Oral Cancer Biomarkers: Is it a Meaningless Game?
Abstract
There are forever new biomarkers discovered every now and then, claiming for their clinical diagnostic and prognostic potentials. When is it going to end or would it ever ends at all? During the preomics era, it used to be only a handful of protein markers with well-studied in-depth mechanism of actions. Then came an explosive big data era: genomics, transcriptomics, proteomics, epigenomics, metabolomics, etc., generating huge amount of biomolecular data beyond researchers’ ability to handle let alone understand their significance in health and disease.1,2 It was akin to a child walking into a candy shop overwhelmed by the choices. Researchers are currently busy trying to make sense of these data and slowly attempting to translate them into clinical benefits.2 Just within the field of oral cancer, omics data are being generated from all sorts of host samples types, including saliva, buccal swaps, tissue biopsies, serum, plasma, lymphatic fluids, etc. Within each sample type, one has choices of investigating Deoxyribonucleic acid (DNA), Ribonucleic acid (RNA), protein, metabolites, small molecules, etc, originating from various cellular compartments such as nuclei, cytoplasm, membranes, mitochondria, microvesicles (exosomes),3 extracellular fluids (serum, plasma, lymphatic fluids, etc) and etc. Disease and healthy samples are being compared in the aim to identify key driver ‘cancer biomarkers’ with clinical potentials.

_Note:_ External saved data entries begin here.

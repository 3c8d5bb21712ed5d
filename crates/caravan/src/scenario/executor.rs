//! Scenario execution engine

use std::time::Instant;

use ahash::HashMap;
use anyhow::{bail, Context, Result};
use caravan_core::sim::SimHost;
use caravan_core::{
    Attribute, CarrierPlugin, CarrierTraitManager, EntityId, HostEvent, HostMutAccess,
    InventoryId, ItemStack, Location, TagKey,
};
use glam::Vec3;
use rand::SeedableRng;
use rand_xoshiro::Xoshiro256StarStar;

use super::definition::{ScenarioDefinition, ScenarioStep, SetupAction};
use super::results::RunReport;
use crate::config::AppConfig;

/// Plugin type scenarios run against
pub type ScenarioPlugin = CarrierPlugin<SimHost, Xoshiro256StarStar>;

/// Plugin plus the scenario's entity names
pub struct ScenarioWorld {
    plugin: ScenarioPlugin,
    names: HashMap<String, EntityId>,
}

impl ScenarioWorld {
    /// Fresh host and manager built from config, breeding seeded with `seed`
    pub fn new(config: &AppConfig, seed: u64) -> Self {
        let manager = CarrierTraitManager::new(config.carrier.clone());
        let host = SimHost::with_carrier_speed(config.sim.carrier_speed);
        let rng = Xoshiro256StarStar::seed_from_u64(seed);

        Self {
            plugin: CarrierPlugin::enable(manager, host, rng),
            names: HashMap::default(),
        }
    }

    pub fn plugin(&self) -> &ScenarioPlugin {
        &self.plugin
    }

    pub fn host(&self) -> &SimHost {
        self.plugin.host()
    }

    pub fn lookup(&self, name: &str) -> Option<EntityId> {
        self.names.get(name).copied()
    }

    /// Inventory mapped to a carrier, if any
    pub fn storage_of(&self, carrier: EntityId) -> Option<InventoryId> {
        self.plugin
            .manager()
            .storages()
            .get(carrier)
            .map(|storage| storage.inventory)
    }

    fn require(&self, name: &str) -> Result<EntityId> {
        match self.lookup(name) {
            Some(id) => Ok(id),
            None => bail!("Unknown entity '{}'", name),
        }
    }

    fn register(&mut self, name: &str, id: EntityId) -> Result<()> {
        if self.names.contains_key(name) {
            bail!("Entity name '{}' used twice", name);
        }
        self.names.insert(name.to_string(), id);
        Ok(())
    }

    fn require_storage(&self, name: &str) -> Result<InventoryId> {
        let id = self.require(name)?;
        self.storage_of(id)
            .with_context(|| format!("'{}' has no storage yet", name))
    }
}

/// Configuration for scenario runner
#[derive(Debug, Clone, Default)]
pub struct RunnerConfig {
    /// Seed that wins over the scenario's own
    pub seed_override: Option<u64>,

    /// Verbose logging
    pub verbose: bool,
}

/// Executes scenario steps against an in-memory host
pub struct ScenarioRunner {
    app: AppConfig,
    config: RunnerConfig,
    log: Vec<String>,
    events_dispatched: usize,
    events_cancelled: usize,
}

impl ScenarioRunner {
    pub fn new(app: AppConfig) -> Self {
        Self::with_config(app, RunnerConfig::default())
    }

    pub fn with_config(app: AppConfig, config: RunnerConfig) -> Self {
        Self {
            app,
            config,
            log: Vec::new(),
            events_dispatched: 0,
            events_cancelled: 0,
        }
    }

    /// Seed a scenario runs with: override, then scenario, then config
    pub fn seed_for(&self, scenario: &ScenarioDefinition) -> u64 {
        self.config
            .seed_override
            .or(scenario.seed)
            .unwrap_or(self.app.sim.default_seed)
    }

    /// Build the world a scenario starts from
    pub fn prepare(&self, scenario: &ScenarioDefinition) -> ScenarioWorld {
        ScenarioWorld::new(&self.app, self.seed_for(scenario))
    }

    /// Run a scenario in a fresh world
    pub fn run(&mut self, scenario: &ScenarioDefinition) -> Result<RunReport> {
        let mut world = self.prepare(scenario);
        self.execute_scenario(scenario, &mut world)
    }

    /// Execute a complete scenario
    pub fn execute_scenario(
        &mut self,
        scenario: &ScenarioDefinition,
        world: &mut ScenarioWorld,
    ) -> Result<RunReport> {
        let start_time = Instant::now();
        let mut report = RunReport::new(scenario.name.clone(), self.seed_for(scenario));

        self.log.clear();
        self.events_dispatched = 0;
        self.events_cancelled = 0;

        self.log(&format!("Starting scenario: {}", scenario.name));
        if !scenario.description.is_empty() {
            self.log(&format!("Description: {}", scenario.description));
        }

        for (idx, action) in scenario.setup.iter().enumerate() {
            if let Err(e) = self.apply_setup(action, world) {
                let msg = format!("Setup action {} failed: {}", idx, e);
                self.log(&msg);
                return Err(anyhow::anyhow!(msg));
            }
        }

        self.log(&format!("Running {} steps", scenario.steps.len()));
        for (idx, step) in scenario.steps.iter().enumerate() {
            if let Err(e) = self.execute_step(step, world) {
                let msg = format!("Step {} failed: {}", idx, e);
                self.log(&msg);
                return Err(anyhow::anyhow!(msg));
            }
        }
        report.steps_executed = scenario.steps.len();

        if !scenario.verify.is_empty() {
            self.log(&format!("Running {} checks", scenario.verify.len()));
            for check in &scenario.verify {
                let result = check.evaluate(world);
                self.log(&format!(
                    "  {} {}",
                    if result.passed { "✓" } else { "✗" },
                    result.message
                ));

                if !result.passed {
                    report.verification_failures.push(result);
                }
            }
        }
        report.checks_run = scenario.verify.len();

        report.events_dispatched = self.events_dispatched;
        report.events_cancelled = self.events_cancelled;
        report.passed = report.verification_failures.is_empty();
        report.duration_ms = start_time.elapsed().as_secs_f64() * 1000.0;

        self.log(&format!(
            "Scenario complete: {} ({} events, {:.1}ms)",
            if report.passed { "PASSED" } else { "FAILED" },
            self.events_dispatched,
            report.duration_ms
        ));
        report.log = self.log.clone();

        Ok(report)
    }

    fn apply_setup(&mut self, action: &SetupAction, world: &mut ScenarioWorld) -> Result<()> {
        match action {
            SetupAction::SpawnCarrier { name, speed } => {
                let id = world.plugin.host_mut().spawn_carrier(name);
                if let Some(speed) = speed {
                    world
                        .plugin
                        .host_mut()
                        .set_attribute_base(id, Attribute::MovementSpeed, *speed);
                }
                world.register(name, id)?;
                self.log(&format!("Spawned carrier {} as {}", name, id));
            }
            SetupAction::SpawnPlayer { name } => {
                let id = world.plugin.host_mut().spawn_player(name);
                world.register(name, id)?;
            }
            SetupAction::SpawnAnimal { name } => {
                let id = world.plugin.host_mut().spawn_animal(name);
                world.register(name, id)?;
            }
            SetupAction::Saddle { name } => {
                let id = world.require(name)?;
                world.plugin.host_mut().set_saddled(id, true);
            }
            SetupAction::Hold {
                actor,
                item,
                amount,
            } => {
                let id = world.require(actor)?;
                world
                    .plugin
                    .host_mut()
                    .set_held(id, Some(ItemStack::new(*item, *amount)));
            }
            SetupAction::TagSize { name, size } => {
                let id = world.require(name)?;
                world.plugin.host_mut().set_tag(id, TagKey::Size, *size);
            }
        }
        Ok(())
    }

    fn execute_step(&mut self, step: &ScenarioStep, world: &mut ScenarioWorld) -> Result<()> {
        match step {
            ScenarioStep::Spawn { creature } => {
                let id = world.require(creature)?;
                self.dispatch(world, HostEvent::CreatureSpawned { creature: id });
            }

            ScenarioStep::Breed {
                child,
                parent_a,
                parent_b,
            } => {
                let parent_a = world.require(parent_a)?;
                let parent_b = world.require(parent_b)?;
                let child_id = world.plugin.host_mut().spawn_carrier(child);
                world.register(child, child_id)?;
                self.dispatch(
                    world,
                    HostEvent::CreaturesBred {
                        child: child_id,
                        parent_a,
                        parent_b,
                    },
                );
                if let Some(size) = world.host().tag_value(child_id, TagKey::Size.as_str()) {
                    self.log(&format!("{} born with size {:.4}", child, size));
                }
            }

            ScenarioStep::Interact { actor, creature } => {
                let actor = world.require(actor)?;
                let creature = world.require(creature)?;
                self.dispatch(world, HostEvent::ActorInteracted { actor, creature });
            }

            ScenarioStep::Store {
                carrier,
                item,
                amount,
            } => {
                let inventory = world.require_storage(carrier)?;
                let leftover = world
                    .plugin
                    .host_mut()
                    .inventory_mut(inventory)
                    .with_context(|| format!("{} is gone", inventory))?
                    .add_item(*item, *amount);
                if leftover > 0 {
                    self.log(&format!("{} {} did not fit", leftover, item));
                }
                self.dispatch(world, HostEvent::StorageSlotChanged { inventory });
                self.log_speed(world, carrier);
            }

            ScenarioStep::Take {
                carrier,
                item,
                amount,
            } => {
                let inventory = world.require_storage(carrier)?;
                let removed = world
                    .plugin
                    .host_mut()
                    .inventory_mut(inventory)
                    .with_context(|| format!("{} is gone", inventory))?
                    .remove_item(*item, *amount);
                if removed < *amount {
                    self.log(&format!("Only {} of {} {} taken", removed, amount, item));
                }
                self.dispatch(world, HostEvent::StorageSlotChanged { inventory });
                self.log_speed(world, carrier);
            }

            ScenarioStep::Close { carrier } => {
                let inventory = world.require_storage(carrier)?;
                self.dispatch(world, HostEvent::StorageClosed { inventory });
                self.log_speed(world, carrier);
            }

            ScenarioStep::Move {
                name,
                world: target,
                position,
            } => {
                let id = world.require(name)?;
                let (x, y, z) = *position;
                let location = target
                    .as_ref()
                    .map(|target| Location::new(target.as_str(), Vec3::new(x, y, z)));
                world.plugin.host_mut().move_to(id, location);
            }

            ScenarioStep::Die { creature } => {
                let id = world.require(creature)?;
                world.plugin.host_mut().kill(id);
                self.dispatch(world, HostEvent::CreatureDied { creature: id });
            }

            ScenarioStep::Log { message } => {
                self.log(message);
            }
        }
        Ok(())
    }

    fn dispatch(&mut self, world: &mut ScenarioWorld, event: HostEvent) {
        let outcome = world.plugin.dispatch(&event);
        self.events_dispatched += 1;
        if outcome.cancelled {
            self.events_cancelled += 1;
        }
        self.log(&format!(
            "{:?}: {} handlers{}",
            event.kind(),
            outcome.handlers_run,
            if outcome.cancelled {
                ", default cancelled"
            } else {
                ""
            }
        ));
    }

    fn log_speed(&mut self, world: &ScenarioWorld, name: &str) {
        let speed = world
            .lookup(name)
            .and_then(|id| world.host().attribute(id, Attribute::MovementSpeed));
        if let Some(speed) = speed {
            self.log(&format!("{} speed now {:.5}", name, speed));
        }
    }

    fn log(&mut self, message: &str) {
        if self.config.verbose {
            log::info!("{}", message);
        } else {
            log::debug!("{}", message);
        }
        self.log.push(message.to_string());
    }

    /// Messages logged by the last run
    pub fn get_log(&self) -> &[String] {
        &self.log
    }
}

As cancer is now perceived as a disease due to ‘molecular reprogramming’,4 hence, biomarker researchers are trying to identify
global molecular events that induce normal cell to reprogram itself into cancer. Given the complexity and heterogeneity of cancers, predictably, huge numbers of molecular differences exist between normal and cancer samples, and can vary from individual to individual.